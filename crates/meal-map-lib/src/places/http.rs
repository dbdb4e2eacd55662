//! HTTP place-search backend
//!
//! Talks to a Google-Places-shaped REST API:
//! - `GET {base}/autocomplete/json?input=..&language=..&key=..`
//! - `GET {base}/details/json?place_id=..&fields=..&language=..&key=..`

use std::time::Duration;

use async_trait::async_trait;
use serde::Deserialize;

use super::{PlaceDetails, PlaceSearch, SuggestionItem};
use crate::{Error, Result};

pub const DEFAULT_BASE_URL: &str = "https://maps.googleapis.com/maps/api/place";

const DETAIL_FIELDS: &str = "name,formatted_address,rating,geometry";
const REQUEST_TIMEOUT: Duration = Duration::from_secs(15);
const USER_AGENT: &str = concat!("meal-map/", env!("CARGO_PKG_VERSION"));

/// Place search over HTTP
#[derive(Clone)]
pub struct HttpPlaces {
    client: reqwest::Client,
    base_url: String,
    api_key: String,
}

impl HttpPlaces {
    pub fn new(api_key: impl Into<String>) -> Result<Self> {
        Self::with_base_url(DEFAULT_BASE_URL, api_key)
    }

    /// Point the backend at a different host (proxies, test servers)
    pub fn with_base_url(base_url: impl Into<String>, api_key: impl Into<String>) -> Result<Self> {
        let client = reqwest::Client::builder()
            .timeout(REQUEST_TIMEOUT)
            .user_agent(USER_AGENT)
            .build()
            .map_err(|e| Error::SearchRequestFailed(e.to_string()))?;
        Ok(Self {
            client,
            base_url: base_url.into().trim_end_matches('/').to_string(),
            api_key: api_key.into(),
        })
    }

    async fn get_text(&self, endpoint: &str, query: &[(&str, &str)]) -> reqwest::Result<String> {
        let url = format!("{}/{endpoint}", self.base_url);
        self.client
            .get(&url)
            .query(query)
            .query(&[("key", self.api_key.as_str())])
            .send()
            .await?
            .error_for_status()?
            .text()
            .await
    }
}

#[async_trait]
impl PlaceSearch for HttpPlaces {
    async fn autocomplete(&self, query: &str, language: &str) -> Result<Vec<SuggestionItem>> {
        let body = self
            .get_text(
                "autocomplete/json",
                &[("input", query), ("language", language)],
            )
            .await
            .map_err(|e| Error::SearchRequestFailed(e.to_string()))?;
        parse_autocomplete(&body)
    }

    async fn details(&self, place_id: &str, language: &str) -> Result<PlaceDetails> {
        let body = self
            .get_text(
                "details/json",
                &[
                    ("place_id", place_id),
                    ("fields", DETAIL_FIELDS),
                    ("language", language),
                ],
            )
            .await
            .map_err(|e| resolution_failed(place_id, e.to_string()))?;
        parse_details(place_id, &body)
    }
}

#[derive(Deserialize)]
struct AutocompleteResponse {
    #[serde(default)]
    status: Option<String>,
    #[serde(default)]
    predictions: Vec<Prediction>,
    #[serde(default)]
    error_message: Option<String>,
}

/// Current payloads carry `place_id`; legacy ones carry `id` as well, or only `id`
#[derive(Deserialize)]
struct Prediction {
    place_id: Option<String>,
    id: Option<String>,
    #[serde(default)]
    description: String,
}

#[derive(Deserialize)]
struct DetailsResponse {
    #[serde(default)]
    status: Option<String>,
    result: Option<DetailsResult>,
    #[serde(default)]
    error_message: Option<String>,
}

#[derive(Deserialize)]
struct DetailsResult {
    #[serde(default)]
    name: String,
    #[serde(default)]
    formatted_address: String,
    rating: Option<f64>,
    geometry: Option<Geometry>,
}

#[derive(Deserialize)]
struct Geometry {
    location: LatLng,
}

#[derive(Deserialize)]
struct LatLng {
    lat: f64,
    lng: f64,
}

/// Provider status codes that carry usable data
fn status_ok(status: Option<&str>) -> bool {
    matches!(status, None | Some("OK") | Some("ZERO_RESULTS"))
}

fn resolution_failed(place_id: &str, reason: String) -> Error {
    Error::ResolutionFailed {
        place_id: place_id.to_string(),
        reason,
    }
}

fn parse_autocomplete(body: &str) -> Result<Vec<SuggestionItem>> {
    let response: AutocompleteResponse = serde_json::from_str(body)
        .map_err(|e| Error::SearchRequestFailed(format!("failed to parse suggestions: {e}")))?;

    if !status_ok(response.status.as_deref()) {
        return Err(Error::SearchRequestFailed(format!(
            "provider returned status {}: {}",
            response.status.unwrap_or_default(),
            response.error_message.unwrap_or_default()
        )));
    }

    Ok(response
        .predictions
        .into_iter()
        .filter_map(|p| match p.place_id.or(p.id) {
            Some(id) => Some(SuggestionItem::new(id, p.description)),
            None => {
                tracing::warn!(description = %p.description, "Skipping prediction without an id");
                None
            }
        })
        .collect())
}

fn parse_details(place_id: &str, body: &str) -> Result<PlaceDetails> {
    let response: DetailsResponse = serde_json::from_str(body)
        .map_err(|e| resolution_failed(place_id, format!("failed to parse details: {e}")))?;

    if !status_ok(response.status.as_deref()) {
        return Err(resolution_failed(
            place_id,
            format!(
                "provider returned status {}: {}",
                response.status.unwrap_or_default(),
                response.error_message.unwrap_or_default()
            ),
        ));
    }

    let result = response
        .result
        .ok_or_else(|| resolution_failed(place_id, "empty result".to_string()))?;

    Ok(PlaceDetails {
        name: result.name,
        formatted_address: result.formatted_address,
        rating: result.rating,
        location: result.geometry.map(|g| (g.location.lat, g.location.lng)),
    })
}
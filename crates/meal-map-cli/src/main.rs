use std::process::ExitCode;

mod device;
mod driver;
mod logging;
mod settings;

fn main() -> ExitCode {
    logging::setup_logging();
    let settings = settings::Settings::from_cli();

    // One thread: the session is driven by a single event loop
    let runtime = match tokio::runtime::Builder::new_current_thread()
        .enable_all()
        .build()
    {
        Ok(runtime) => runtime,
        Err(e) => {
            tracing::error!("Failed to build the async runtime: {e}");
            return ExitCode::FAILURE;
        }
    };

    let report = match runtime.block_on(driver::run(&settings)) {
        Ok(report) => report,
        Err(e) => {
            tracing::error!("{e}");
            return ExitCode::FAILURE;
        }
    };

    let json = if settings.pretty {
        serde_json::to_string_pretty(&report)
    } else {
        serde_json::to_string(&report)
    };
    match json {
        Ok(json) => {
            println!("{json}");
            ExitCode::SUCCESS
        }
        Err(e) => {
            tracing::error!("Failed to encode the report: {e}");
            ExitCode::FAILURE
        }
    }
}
-=-=-
▶ _WHAT THE TASK REQUIRES_
What is needed is a word-for-word copy of the material above.

▶ _ANSWER_
filename crates/meal-map-lib/src/places/http.rs
repository dbdb4e2eacd55662
//! HTTP place-search backend
//!
//! Talks to a Google-Places-shaped REST API:
//! - `GET {base}/autocomplete/json?input=..&language=..&key=..`
//! - `GET {base}/details/json?place_id=..&fields=..&language=..&key=..`

use std::time::Duration;

use async_trait::async_trait;
use serde::Deserialize;

use super::{PlaceDetails, PlaceSearch, SuggestionItem};
use crate::{Error, Result};

pub const DEFAULT_BASE_URL: &str = "https://maps.googleapis.com/maps/api/place";

const DETAIL_FIELDS: &str = "name,formatted_address,rating,geometry";
const REQUEST_TIMEOUT: Duration = Duration::from_secs(15);
const USER_AGENT: &str = concat!("meal-map/", env!("CARGO_PKG_VERSION"));

/// Place search over HTTP
#[derive(Clone)]
pub struct HttpPlaces {
    client: reqwest::Client,
    base_url: String,
    api_key: String,
}

impl HttpPlaces {
    pub fn new(api_key: impl Into<String>) -> Result<Self> {
        Self::with_base_url(DEFAULT_BASE_URL, api_key)
    }

    /// Point the backend at a different host (proxies, test servers)
    pub fn with_base_url(base_url: impl Into<String>, api_key: impl Into<String>) -> Result<Self> {
        let client = reqwest::Client::builder()
            .timeout(REQUEST_TIMEOUT)
            .user_agent(USER_AGENT)
            .build()
            .map_err(|e| Error::SearchRequestFailed(e.to_string()))?;
        Ok(Self {
            client,
            base_url: base_url.into().trim_end_matches('/').to_string(),
            api_key: api_key.into(),
        })
    }

    async fn get_text(&self, endpoint: &str, query: &[(&str, &str)]) -> reqwest::Result<String> {
        let url = format!("{}/{endpoint}", self.base_url);
        self.client
            .get(&url)
            .query(query)
            .query(&[("key", self.api_key.as_str())])
            .send()
            .await?
            .error_for_status()?
            .text()
            .await
    }
}

#[async_trait]
impl PlaceSearch for HttpPlaces {
    async fn autocomplete(&self, query: &str, language: &str) -> Result<Vec<SuggestionItem>> {
        let body = self
            .get_text(
                "autocomplete/json",
                &[("input", query), ("language", language)],
            )
            .await
            .map_err(|e| Error::SearchRequestFailed(e.to_string()))?;
        parse_autocomplete(&body)
    }

    async fn details(&self, place_id: &str, language: &str) -> Result<PlaceDetails> {
        let body = self
            .get_text(
                "details/json",
                &[
                    ("place_id", place_id),
                    ("fields", DETAIL_FIELDS),
                    ("language", language),
                ],
            )
            .await
            .map_err(|e| resolution_failed(place_id, e.to_string()))?;
        parse_details(place_id, &body)
    }
}

#[derive(Deserialize)]
struct AutocompleteResponse {
    #[serde(default)]
    status: Option<String>,
    #[serde(default)]
    predictions: Vec<Prediction>,
    #[serde(default)]
    error_message: Option<String>,
}

/// Current payloads carry `place_id`; legacy ones carry `id` as well, or only `id`
#[derive(Deserialize)]
struct Prediction {
    place_id: Option<String>,
    id: Option<String>,
    #[serde(default)]
    description: String,
}

#[derive(Deserialize)]
struct DetailsResponse {
    #[serde(default)]
    status: Option<String>,
    result: Option<DetailsResult>,
    #[serde(default)]
    error_message: Option<String>,
}

#[derive(Deserialize)]
struct DetailsResult {
    #[serde(default)]
    name: String,
    #[serde(default)]
    formatted_address: String,
    rating: Option<f64>,
    geometry: Option<Geometry>,
}

#[derive(Deserialize)]
struct Geometry {
    location: LatLng,
}

#[derive(Deserialize)]
struct LatLng {
    lat: f64,
    lng: f64,
}

/// Provider status codes that carry usable data
fn status_ok(status: Option<&str>) -> bool {
    matches!(status, None | Some("OK") | Some("ZERO_RESULTS"))
}

fn resolution_failed(place_id: &str, reason: String) -> Error {
    Error::ResolutionFailed {
        place_id: place_id.to_string(),
        reason,
    }
}

fn parse_autocomplete(body: &str) -> Result<Vec<SuggestionItem>> {
    let response: AutocompleteResponse = serde_json::from_str(body)
        .map_err(|e| Error::SearchRequestFailed(format!("failed to parse suggestions: {e}")))?;

    if !status_ok(response.status.as_deref()) {
        return Err(Error::SearchRequestFailed(format!(
            "provider returned status {}: {}",
            response.status.unwrap_or_default(),
            response.error_message.unwrap_or_default()
        )));
    }

    Ok(response
        .predictions
        .into_iter()
        .filter_map(|p| match p.place_id.or(p.id) {
            Some(id) => Some(SuggestionItem::new(id, p.description)),
            None => {
                tracing::warn!(description = %p.description, "Skipping prediction without an id");
                None
            }
        })
        .collect())
}

fn parse_details(place_id: &str, body: &str) -> Result<PlaceDetails> {
    let response: DetailsResponse = serde_json::from_str(body)
        .map_err(|e| resolution_failed(place_id, format!("failed to parse details: {e}")))?;

    if !status_ok(response.status.as_deref()) {
        return Err(resolution_failed(
            place_id,
            format!(
                "provider returned status {}: {}",
                response.status.unwrap_or_default(),
                response.error_message.unwrap_or_default()
            ),
        ));
    }

    let result = response
        .result
        .ok_or_else(|| resolution_failed(place_id, "empty result".to_string()))?;

    Ok(PlaceDetails {
        name: result.name,
        formatted_address: result.formatted_address,
        rating: result.rating,
        location: result.geometry.map(|g| (g.location.lat, g.location.lng)),
    })
}
filename crates/meal-map-cli/src/main.rs
use std::process::ExitCode;

mod device;
mod driver;
mod logging;
mod settings;

fn main() -> ExitCode {
    logging::setup_logging();
    let settings = settings::Settings::from_cli();

    // One thread: the session is driven by a single event loop
    let runtime = match tokio::runtime::Builder::new_current_thread()
        .enable_all()
        .build()
    {
        Ok(runtime) => runtime,
        Err(e) => {
            tracing::error!("Failed to build the async runtime: {e}");
            return ExitCode::FAILURE;
        }
    };

    let report = match runtime.block_on(driver::run(&settings)) {
        Ok(report) => report,
        Err(e) => {
            tracing::error!("{e}");
            return ExitCode::FAILURE;
        }
    };

    let json = if settings.pretty {
        serde_json::to_string_pretty(&report)
    } else {
        serde_json::to_string(&report)
    };
    match json {
        Ok(json) => {
            println!("{json}");
            ExitCode::SUCCESS
        }
        Err(e) => {
            tracing::error!("Failed to encode the report: {e}");
            ExitCode::FAILURE
        }
    }
}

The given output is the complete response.